*To do*
The entries below are to be duplicated exactly, with nothing left out.
*** Extracted records ***
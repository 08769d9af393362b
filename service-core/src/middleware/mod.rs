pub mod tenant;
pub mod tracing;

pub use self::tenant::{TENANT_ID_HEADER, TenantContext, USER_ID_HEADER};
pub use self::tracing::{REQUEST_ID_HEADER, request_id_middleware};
***
*Task answer*
repository 08769d9af393362b
filename service-core/src/middleware/mod.rs
pub mod tenant;
pub mod tracing;

pub use self::tenant::{TENANT_ID_HEADER, TenantContext, USER_ID_HEADER};
pub use self::tracing::{REQUEST_ID_HEADER, request_id_middleware};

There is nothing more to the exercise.